- _EXERCISE PROMPT_: Exactly reproduce the lines from the line containing "not be loaded." to the end of the data below, inclusive, and nothing else.

Stored records
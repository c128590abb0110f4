pub(crate) mod args;
pub(crate) mod error;
pub(crate) mod log_args;
pub(crate) mod output;

use args::{Arguments, RunArgs, Subcommands};
use clap::Parser;
use error::Error;
use output::{ec_mul_failure, ec_mul_summary, summary, verdict};
use tracing::{info, warn};

use mimir_config::{config, Configuration};
use mimir_core::{
    ec_mul_config, mimir_precompile::EcMulArgs, mimir_vm::Backend, Fixture, Harness,
};

fn main() -> eyre::Result<()> {
    let args = Arguments::parse();

    // setup logging; the guard flushes the log file when dropped
    let _guard = args.logs.init_tracing()?;

    let mut configuration = Configuration::load()
        .map_err(|e| Error::Generic(format!("failed to load configuration: {}", e)))?;
    if let Some(command) = args.vm_command {
        configuration.vm_command = command;
    }

    match args.sub {
        Subcommands::Run(cmd) => run(cmd, configuration)?,
        Subcommands::EcMul(cmd) => ec_mul(cmd, &configuration)?,
        Subcommands::Config(cmd) => {
            config(cmd)
                .map_err(|e| Error::Generic(format!("failed to configure mimir: {}", e)))?;
        }
    }

    Ok(())
}

/// Runs every scenario, reporting each verdict. A failing scenario does not stop the others
/// unless `--fail-fast` is set.
fn run(cmd: RunArgs, mut configuration: Configuration) -> Result<(), Error> {
    if let Some(timeout_ms) = cmd.timeout_ms {
        configuration.timeout_ms = timeout_ms;
    }
    let harness = Harness::from_configuration(&configuration);

    let scenarios: Vec<(String, Result<Fixture, mimir_core::Error>)> = if cmd.fixtures.is_empty() {
        info!("no fixtures given, running the built-in scenarios");
        Fixture::builtins()?
            .into_iter()
            .map(|(name, fixture)| (format!("builtin:{name}"), Ok(fixture)))
            .collect()
    } else {
        cmd.fixtures.iter().map(|path| (path.display().to_string(), Fixture::load(path))).collect()
    };

    let total = scenarios.len();
    let mut passed = 0;
    for (name, fixture) in scenarios {
        let outcome = fixture.and_then(|fixture| harness.run_fixture(&fixture));
        println!("{}", verdict(&name, &outcome));

        match outcome {
            Ok(()) => passed += 1,
            Err(e) => {
                warn!(scenario = %name, error = %e, "scenario failed");
                if cmd.fail_fast {
                    break;
                }
            }
        }
    }

    println!("{}", summary(passed, total));
    if passed == total {
        Ok(())
    } else {
        Err(Error::ScenariosFailed { failed: total - passed, total })
    }
}

/// Runs the differential EC multiplication test, or replays a single trial.
fn ec_mul(cmd: EcMulArgs, configuration: &Configuration) -> Result<(), Error> {
    let config = cmd.apply(ec_mul_config(configuration)?);
    let harness = Harness::from_configuration(configuration);
    if let Backend::Loopback(_) = harness.invoker() {
        warn!("no vm command configured, testing the loopback vm");
    }

    if let Some(seed) = cmd.replay {
        let trial = harness.ec_mul_replay(config, seed)?;
        let name = format!("seed {}: {:#x} * {}", trial.seed, trial.scalar, trial.point);
        println!("{}", verdict::<Error>(&name, &Ok(())));
        return Ok(());
    }

    let report = harness.ec_mul_report(config);
    for record in report.failures() {
        println!("{}", ec_mul_failure(record));
    }
    println!("{}", ec_mul_summary(&report));

    report.into_result().map_err(mimir_core::Error::from)?;
    Ok(())
}
/// Accounts keyed by 20-byte address. Two spellings of one address are rejected.
pub(crate) mod accounts {
    use super::*;

    pub(crate) fn serialize<S: Serializer>(
        accounts: &BTreeMap<Address, Account>,
        serializer: S,
    ) -> Result<S::Ok, S::Error> {
        let mut map = serializer.serialize_map(Some(accounts.len()))?;
        for (address, account) in accounts {
            map.serialize_entry(&encode_prefixed(address.as_slice()), account)?;
        }
        map.end()
    }

    pub(crate) fn deserialize<'de, D: Deserializer<'de>>(
        deserializer: D,
    ) -> Result<BTreeMap<Address, Account>, D::Error> {
        deserializer.deserialize_map(AccountsVisitor)
    }

    struct AccountsVisitor;

    impl<'de> Visitor<'de> for AccountsVisitor {
        type Value = BTreeMap<Address, Account>;

        fn expecting(&self, f: &mut fmt::Formatter<'_>) -> fmt::Result {
            f.write_str("a mapping of addresses to accounts")
        }

        fn visit_map<A: MapAccess<'de>>(self, mut map: A) -> Result<Self::Value, A::Error> {
            let mut accounts = BTreeMap::new();
            while let Some(key) = map.next_key::<String>()? {
                let address = parse_address::<A::Error>(&key)?;
                let account = map.next_value()?;

                if accounts.insert(address, account).is_some() {
                    return Err(de::Error::custom(format_args!("duplicate address {address}")));
                }
            }
            Ok(accounts)
        }
    }
}

/// Parses a mapping key holding a 20-byte address. The key is named in the error, since a
/// key that fails to parse has no field path of its own.
pub(crate) fn parse_address<E: de::Error>(key: &str) -> Result<Address, E> {
    let bytes = decode_hex(key).map_err(malformed)?;
    check_width::<Address, E>(bytes)
        .map_err(|e| E::custom(format_args!("invalid address '{key}': {e}")))
}

#[cfg(test)]
mod tests {
    use serde_json::json;

    use super::*;
    use crate::{error::Error, from_raw};

    #[derive(Debug, PartialEq, Serialize, Deserialize)]
    struct Sample {
        #[serde(with = "quantity")]
        nonce: u64,
        #[serde(default, with = "opt_fixed", skip_serializing_if = "Option::is_none")]
        root: Option<B256>,
        #[serde(default, with = "recipient")]
        to: Option<Address>,
    }

    impl Encode for Sample {}

    #[test]
    fn test_word_shapes() {
        let value = U256::from(1u8) << 200;
        let pair = uint_to_limb_pair(value);

        let as_limbs =
            json!({"low": format!("{:#x}", pair.low), "high": format!("{:#x}", pair.high)});
        assert_eq!(from_raw::<Word>(&as_limbs).expect("should parse"), Word(value));
        assert_eq!(from_raw::<Word>(&json!("0x00")).expect("should parse"), Word(U256::ZERO));
        assert_eq!(from_raw::<Word>(&json!(7)).expect("should parse"), Word(U256::from(7u8)));
    }

    #[test]
    fn test_word_rejects_bad_shapes() {
        assert!(matches!(from_raw::<Word>(&json!(-1)), Err(Error::SchemaViolation { .. })));
        assert!(matches!(from_raw::<Word>(&json!(true)), Err(Error::SchemaViolation { .. })));
        assert!(matches!(from_raw::<Word>(&json!(1.5)), Err(Error::SchemaViolation { .. })));
        assert!(matches!(from_raw::<Word>(&json!("0xzz")), Err(Error::MalformedHex { .. })));

        let nested = json!({"low": {"low": "0x1", "high": "0x0"}, "high": "0x0"});
        assert!(matches!(from_raw::<Word>(&nested), Err(Error::SchemaViolation { .. })));
    }

    #[test]
    fn test_limb_errors_name_the_limb() {
        let wide_limb = json!({"low": format!("0x1{}", "0".repeat(32)), "high": "0x0"});
        let err = from_raw::<Word>(&wide_limb).expect_err("limb is too wide");
        assert_eq!(err.to_string(), "schema violation at 'low': limb exceeds 128 bits");

        let err = from_raw::<Word>(&json!({"low": "0x1"})).expect_err("high is missing");
        assert_eq!(err.to_string(), "schema violation at 'high': missing required field");
    }

    #[test]
    fn test_quantity_width() {
        assert!(from_raw::<Sample>(&json!({"nonce": "0x10000000000000000"})).is_err());

        let sample = from_raw::<Sample>(&json!({"nonce": "0xffffffffffffffff"}))
            .expect("should parse");
        assert_eq!(sample.nonce, u64::MAX);
    }

    #[test]
    fn test_optional_fields() {
        let sample = from_raw::<Sample>(&json!({"nonce": 1, "root": null, "to": "0x"}))
            .expect("should parse");
        assert_eq!(sample, Sample { nonce: 1, root: None, to: None });

        let err = from_raw::<Sample>(&json!({"nonce": 1, "root": "0xc0de"}))
            .expect_err("root is too short");
        assert_eq!(err.to_string(), "schema violation at 'root': expected 32 bytes, found 2");
    }

    #[test]
    fn test_encodings() {
        let sample = Sample { nonce: 0x0f4240, root: Some(B256::ZERO), to: None };

        assert_eq!(
            sample.to_raw(),
            json!({"nonce": "0xf4240", "root": format!("0x{}", "00".repeat(32)), "to": "0x"})
        );
        assert_eq!(sample.to_native()["nonce"], json!(1_000_000));
        assert_eq!(
            Word(U256::from(0xabde1u64)).to_native(),
            json!({"low": "0xabde1", "high": "0x0"})
        );
    }

    #[test]
    fn test_parse_address_names_the_key() {
        let err = parse_address::<serde_json::Error>("0xc0de").expect_err("too short");
        assert_eq!(err.to_string(), "invalid address '0xc0de': expected 20 bytes, found 2");
    }
}
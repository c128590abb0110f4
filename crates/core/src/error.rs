//! Error types for the scenario runner

use std::path::PathBuf;

/// Error type for the scenario runner
#[derive(Debug, thiserror::Error)]
pub enum Error {
    /// A fixture file could not be read or is not valid JSON
    #[error("failed to load fixture '{}': {reason}", path.display())]
    Fixture {
        /// The fixture file.
        path: PathBuf,
        /// Why it could not be loaded.
        reason: String,
    },
    /// A fixture or VM result does not match the data model
    #[error(transparent)]
    Model(#[from] mimir_model::Error),
    /// The oracle found a difference
    #[error(transparent)]
    Oracle(#[from] mimir_oracle::Error),
    /// The VM failed or timed out
    #[error(transparent)]
    Vm(#[from] mimir_vm::Error),
    /// The differential precompile test failed
    #[error(transparent)]
    Precompile(#[from] mimir_precompile::Error),
    /// The configuration is invalid
    #[error(transparent)]
    Config(#[from] mimir_config::error::Error),
}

- _SOLUTION TO THE EXERCISE_:
        /// Why it could not be loaded.
        reason: String,
    },
    /// A fixture or VM result does not match the data model
    #[error(transparent)]
    Model(#[from] mimir_model::Error),
    /// The oracle found a difference
    #[error(transparent)]
    Oracle(#[from] mimir_oracle::Error),
    /// The VM failed or timed out
    #[error(transparent)]
    Vm(#[from] mimir_vm::Error),
    /// The differential precompile test failed
    #[error(transparent)]
    Precompile(#[from] mimir_precompile::Error),
    /// The configuration is invalid
    #[error(transparent)]
    Config(#[from] mimir_config::error::Error),
}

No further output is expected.